Dreyer, if I understand him aright, was content to assume that the solid material, secreted or excreted by the organism, accumulated in the interstices between the cells, and was there subjected to mechanical pressure or constraint as the cells got more and more crowded together by their own growth and that of the system generally. As far as the general form of the spicules goes, such explanation is not inadequate, though under it we may have to renounce some of our assumptions as to what takes place at the outer surface of the system.

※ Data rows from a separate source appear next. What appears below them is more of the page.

use async_trait::async_trait;
use std::sync::Arc;
use std::time::Duration;

use crate::modules::email::application::ports::outgoing::{AccountNotice, AccountNotifier};
use crate::modules::email::application::services::notify_with_retry;
use crate::modules::users::application::domain::validation::{
    normalize_email, normalize_person_name, normalize_username, validate_password,
};
use crate::modules::users::application::domain::{NewUser, TokenPurpose, User};
use crate::modules::users::application::ports::outgoing::{
    PasswordHasher, UserQuery, UserRepository, UserRepositoryError,
};
use crate::modules::users::application::services::TokenLifecycle;
use crate::modules::users::application::use_cases::account_flow::AccountFlowError;
use crate::shared::validation::FieldErrors;

const ACTIVATION_EMAIL_ATTEMPTS: u32 = 3;
const ACTIVATION_EMAIL_BACKOFF: Duration = Duration::from_millis(500);

// ========================= Register Request =========================
/// Sign-up payload with every field normalized.
#[derive(Debug, Clone, PartialEq)]
pub struct RegisterUserRequest {
    username: String,
    email: String,
    first_name: String,
    last_name: String,
    password: String,
}

impl RegisterUserRequest {
    /// Missing fields come in as `None` so each one gets its own "Is Required" message.
    pub fn new(
        username: Option<String>,
        email: Option<String>,
        first_name: Option<String>,
        last_name: Option<String>,
        password: Option<String>,
        re_password: Option<String>,
    ) -> Result<Self, FieldErrors> {
        let mut errors = FieldErrors::default();

        let username = errors.check(
            "username",
            normalize_username(username.as_deref().unwrap_or_default()),
        );
        let email = errors.check(
            "email",
            normalize_email(email.as_deref().unwrap_or_default()),
        );
        let first_name = errors.check(
            "first_name",
            normalize_person_name("First", first_name.as_deref().unwrap_or_default()),
        );
        let last_name = errors.check(
            "last_name",
            normalize_person_name("Last", last_name.as_deref().unwrap_or_default()),
        );
        let password = errors.check(
            "password",
            validate_password(password.as_deref().unwrap_or_default()),
        );

        let re_password = re_password.unwrap_or_default();
        if re_password.is_empty() {
            errors.add("re_password", "Password Confirmation Is Required");
        }

        match (username, email, first_name, last_name, password) {
            (Some(username), Some(email), Some(first_name), Some(last_name), Some(password))
                if errors.is_empty() =>
            {
                if password != re_password {
                    return Err(FieldErrors::single("password", "Passwords Do Not Match"));
                }
                Ok(Self {
                    username,
                    email,
                    first_name,
                    last_name,
                    password,
                })
            }
            _ => Err(errors),
        }
    }

    pub fn username(&self) -> &str {
        &self.username
    }

    pub fn email(&self) -> &str {
        &self.email
    }

    pub fn first_name(&self) -> &str {
        &self.first_name
    }

    pub fn last_name(&self) -> &str {
        &self.last_name
    }

    pub fn password(&self) -> &str {
        &self.password
    }
}

// ========================= Register Use Case =========================
#[async_trait]
pub trait IRegisterUserUseCase: Send + Sync {
    async fn execute(&self, request: RegisterUserRequest) -> Result<User, AccountFlowError>;
}

pub struct RegisterUserUseCase {
    query: Arc<dyn UserQuery>,
    repository: Arc<dyn UserRepository>,
    hasher: Arc<dyn PasswordHasher>,
    tokens: TokenLifecycle,
    notifier: Arc<dyn AccountNotifier>,
}

impl RegisterUserUseCase {
    pub fn new(
        query: Arc<dyn UserQuery>,
        repository: Arc<dyn UserRepository>,
        hasher: Arc<dyn PasswordHasher>,
        tokens: TokenLifecycle,
        notifier: Arc<dyn AccountNotifier>,
    ) -> Self {
        Self {
            query,
            repository,
            hasher,
            tokens,
            notifier,
        }
    }

    /// Per-field "Already Exists" messages for whatever is taken.
    async fn taken_fields(&self, username: &str, email: &str) -> Result<FieldErrors, AccountFlowError> {
        let mut errors = FieldErrors::default();
        if self.query.username_exists(username).await? {
            errors.add("username", "Username Already Exists");
        }
        if self.query.email_exists(email).await? {
            errors.add("email", "Email Already Exists");
        }
        Ok(errors)
    }
}

#[async_trait]
impl IRegisterUserUseCase for RegisterUserUseCase {
    async fn execute(&self, request: RegisterUserRequest) -> Result<User, AccountFlowError> {
        let taken = self.taken_fields(request.username(), request.email()).await?;
        if !taken.is_empty() {
            return Err(AccountFlowError::Validation(taken));
        }

        let password_hash = self.hasher.hash_password(request.password()).await?;

        let created = self
            .repository
            .create(NewUser {
                username: request.username().to_string(),
                email: request.email().to_string(),
                first_name: request.first_name().to_string(),
                last_name: request.last_name().to_string(),
                password_hash,
            })
            .await;

        let user = match created {
            Ok(user) => user,
            // Lost a race against a concurrent sign-up
            Err(UserRepositoryError::UserAlreadyExists) => {
                let mut taken = self.taken_fields(request.username(), request.email()).await?;
                if taken.is_empty() {
                    taken.add("username", "Username Already Exists");
                }
                return Err(AccountFlowError::Validation(taken));
            }
            Err(e) => return Err(e.into()),
        };

        let token = self
            .tokens
            .issue(user.id, TokenPurpose::Activation)
            .await
            .map_err(|e| AccountFlowError::TokenError(e.to_string()))?;
        let link = self.tokens.link(token, TokenPurpose::Activation);

        let notifier = self.notifier.clone();
        let recipient = user.clone();
        tokio::spawn(async move {
            if let Err(e) = notify_with_retry(
                notifier,
                &recipient,
                AccountNotice::Activation(link),
                ACTIVATION_EMAIL_ATTEMPTS,
                ACTIVATION_EMAIL_BACKOFF,
            )
            .await
            {
                tracing::error!(user_id = %recipient.id, "Activation email was not delivered: {}", e);
            }
        });

        tracing::info!(user_id = %user.id, "User registered");
        Ok(user)
    }
}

But in all (or most) cases where, but a few years ago, the concepts of secretion or excretion seemed precise enough, we are now-a-days inclined to turn to the phenomenon of adsorption as a further stage towards the elucidation of our facts. Here we have a case in point. In the tissues of our sponge, wherever two cells meet, there we have a definite surface of contact, and there accordingly we have a manifestation of surface-energy; and the concentration of surface-energy will tend to be a maximum at the lines or edges whereby the three, or four, such surfaces are conjoined. Of the micro-chemistry of the sponge-cells our ignorance is great; but (without venturing on any hypothesis involving the chemical details of the process) we may safely assert that there is an inherent probability that certain substances will tend to be concentrated and ultimately deposited just in these lines of intercellular contact and conjunction. In other words, adsorptive concentration, under osmotic pressure, at and in the surface-film which constitutes the mutual boundary between contiguous {448} cells, emerges as an alternative (and, as it seems to me, a highly preferable alternative) to Dreyer’s conception of an accumulation under mechanical pressure in the vacant spaces left between one cell and another.

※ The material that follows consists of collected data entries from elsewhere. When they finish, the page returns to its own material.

use crate::api::schemas::{ErrorResponse, MessageData, SuccessResponse};
use crate::modules::users::adapter::incoming::web::errors::flow_error_response;
use crate::modules::users::adapter::incoming::web::routes::dto::IdentifierDto;
use crate::modules::users::application::ports::outgoing::UserAction;
use crate::modules::users::application::use_cases::confirm_password_reset::NewPasswordRequest;
use crate::modules::users::application::use_cases::IdentifierRequest;
use crate::shared::api::ApiResponse;
use crate::AppState;
use actix_web::{post, web, Responder};
use serde::Deserialize;
use utoipa::ToSchema;

#[derive(Deserialize, ToSchema)]
pub struct NewPasswordDto {
    #[schema(example = "NewSecure123!")]
    #[serde(default)]
    pub password: Option<String>,

    #[schema(example = "NewSecure123!")]
    #[serde(default)]
    pub re_password: Option<String>,
}

/// Request a password reset link
#[utoipa::path(
    post,
    path = "/api/users/reset-password/request/",
    tag = "users",
    request_body = IdentifierDto,
    responses(
        (status = 202, description = "Reset email sent", body = inline(SuccessResponse<MessageData>)),
        (status = 400, description = "Unknown or mismatched identifier", body = ErrorResponse),
        (status = 500, description = "Email could not be sent", body = ErrorResponse),
    )
)]
#[post("/api/users/reset-password/request/")]
pub async fn request_password_reset_handler(
    req: web::Json<IdentifierDto>,
    data: web::Data<AppState>,
) -> impl Responder {
    let dto = req.into_inner();
    let request = match IdentifierRequest::new(dto.identifier, dto.re_identifier) {
        Ok(request) => request,
        Err(details) => {
            data.metrics
                .record_user_action(UserAction::ResetPasswordRequest, false);
            return ApiResponse::validation_error(details);
        }
    };

    let result = data.request_password_reset_use_case.execute(request).await;
    data.metrics
        .record_user_action(UserAction::ResetPasswordRequest, result.is_ok());

    match result {
        Ok(()) => ApiResponse::accepted_message("Password Reset Request Sent Successfully"),
        Err(e) => flow_error_response(&e),
    }
}

/// Set a new password from a reset link
///
/// The token is checked before the passwords. All sessions end on success.
#[utoipa::path(
    post,
    path = "/api/users/reset-password/confirm/{token}/",
    tag = "users",
    params(("token" = String, Path, description = "Password reset token from the email")),
    request_body = NewPasswordDto,
    responses(
        (status = 200, description = "Password changed", body = inline(SuccessResponse<MessageData>)),
        (status = 400, description = "Password rejected", body = ErrorResponse),
        (status = 401, description = "Token invalid or superseded", body = ErrorResponse),
        (status = 500, description = "Internal server error", body = ErrorResponse),
    )
)]
#[post("/api/users/reset-password/confirm/{token}/")]
pub async fn confirm_password_reset_handler(
    path: web::Path<String>,
    req: web::Json<NewPasswordDto>,
    data: web::Data<AppState>,
) -> impl Responder {
    let dto = req.into_inner();
    let request = NewPasswordRequest::new(dto.password, dto.re_password);

    let result = data
        .confirm_password_reset_use_case
        .execute(&path.into_inner(), request)
        .await;
    data.metrics
        .record_user_action(UserAction::ResetPasswordConfirm, result.is_ok());

    match result {
        Ok(()) => ApiResponse::message("Password Reset Completed Successfully"),
        Err(e) => flow_error_response(&e),
    }
}
use std::sync::Arc;
use std::time::Duration;

use tokio::sync::broadcast;
use tokio::time::interval;
use tracing::{error, info};

use crate::modules::users::application::use_cases::purge_unactivated_users::IPurgeUnactivatedUsersUseCase;

pub const DEFAULT_PURGE_INTERVAL_SECS: u64 = 300;

/// Background worker that deletes never-activated sign-ups on a fixed cadence.
///
/// The first tick fires immediately, so stale rows left over from a previous
/// run are purged at boot.
pub async fn unactivated_user_purge_worker(
    use_case: Arc<dyn IPurgeUnactivatedUsersUseCase>,
    every: Duration,
    mut shutdown_rx: broadcast::Receiver<()>,
) {
    let mut purge_interval = interval(every);
    info!(interval_secs = every.as_secs(), "Unactivated user purge worker started");

    loop {
        tokio::select! {
            _ = shutdown_rx.recv() => {
                info!("Unactivated user purge worker shutting down");
                break;
            }
            _ = purge_interval.tick() => {
                if let Err(e) = use_case.execute().await {
                    error!(error = %e, "Failed to purge unactivated users");
                }
            }
        }
    }

    info!("Unactivated user purge worker stopped");
}

#[cfg(test)]
mod tests {
    use super::*;
    use crate::modules::users::application::ports::outgoing::UserRepositoryError;
    use async_trait::async_trait;
    use std::sync::atomic::{AtomicUsize, Ordering};

    struct CountingPurge {
        runs: AtomicUsize,
        fail: bool,
    }

    #[async_trait]
    impl IPurgeUnactivatedUsersUseCase for CountingPurge {
        async fn execute(&self) -> Result<u64, UserRepositoryError> {
            self.runs.fetch_add(1, Ordering::SeqCst);
            if self.fail {
                Err(UserRepositoryError::DatabaseError("connection refused".into()))
            } else {
                Ok(0)
            }
        }
    }

    async fn run_for(fail: bool, wait: Duration) -> usize {
        let purge = Arc::new(CountingPurge {
            runs: AtomicUsize::new(0),
            fail,
        });
        let (shutdown_tx, shutdown_rx) = broadcast::channel(1);

        let handle = tokio::spawn(unactivated_user_purge_worker(
            purge.clone(),
            Duration::from_millis(20),
            shutdown_rx,
        ));

        tokio::time::sleep(wait).await;
        shutdown_tx.send(()).unwrap();
        tokio::time::timeout(Duration::from_secs(1), handle)
            .await
            .expect("worker stops on shutdown")
            .unwrap();

        purge.runs.load(Ordering::SeqCst)
    }

    #[tokio::test]
    async fn test_worker_purges_repeatedly_until_shutdown() {
        let runs = run_for(false, Duration::from_millis(90)).await;
        assert!(runs >= 2, "expected several runs, got {runs}");
    }

    #[tokio::test]
    async fn test_worker_keeps_running_after_failure() {
        let runs = run_for(true, Duration::from_millis(90)).await;
        assert!(runs >= 2, "expected retries after failure, got {runs}");
    }
}
use actix_web::HttpResponse;
use tracing::info;

use crate::modules::users::adapter::incoming::web::errors::flow_error_response;
use crate::modules::users::application::domain::User;
use crate::modules::users::application::ports::outgoing::UserAction;
use crate::modules::users::application::use_cases::AccountAction;
use crate::shared::api::ApiResponse;
use crate::AppState;

/// Emails the caller the confirmation link for `action` and answers 202.
pub(super) async fn send_confirmation_link(
    data: &AppState,
    user: &User,
    action: AccountAction,
    metric: UserAction,
    message: &str,
) -> HttpResponse {
    let result = data
        .request_account_action_use_case
        .execute(user, action)
        .await;
    data.metrics.record_user_action(metric, result.is_ok());

    match result {
        Ok(()) => {
            info!(user_id = %user.id, action = ?action, "Confirmation link sent");
            ApiResponse::accepted_message(message)
        }
        Err(e) => flow_error_response(&e),
    }
}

But a purely chemical, or purely molecular adsorption, is not the only form of the hypothesis on which we may rely. For from the purely physical point of view, angles and edges of contact between adjacent cells will be loci in the field of distribution of surface-energy, and any material particles whatsoever will tend to undergo a diminution of freedom on entering one of those boundary regions. In a very simple case, let us imagine a couple of soap bubbles in contact with one another. Over the surface of each bubble there glide in every direction, as usual, a multitude of tiny bubbles and droplets; but as soon as these find their way into the groove or re-entrant angle between the two bubbles, there their freedom of movement is so far restrained, and out of that groove they have little or no tendency to emerge. A cognate phenomenon is to be witnessed in microscopic sections of steel or other metals. Here, amid the “crystalline” structure of the metal (where in cooling its imperfectly homogeneous material has developed a cellular structure, shewing (in section) hexagonal or polygonal contours), we can easily observe, as Professor Peddie has shewn me, that the little particles of graphite and other foreign bodies common in the matrix, have tended to aggregate themselves in the walls and at the angles of the polygonal cells—this being a direct result of the diminished freedom which the particles undergo on entering one of these boundary regions[460].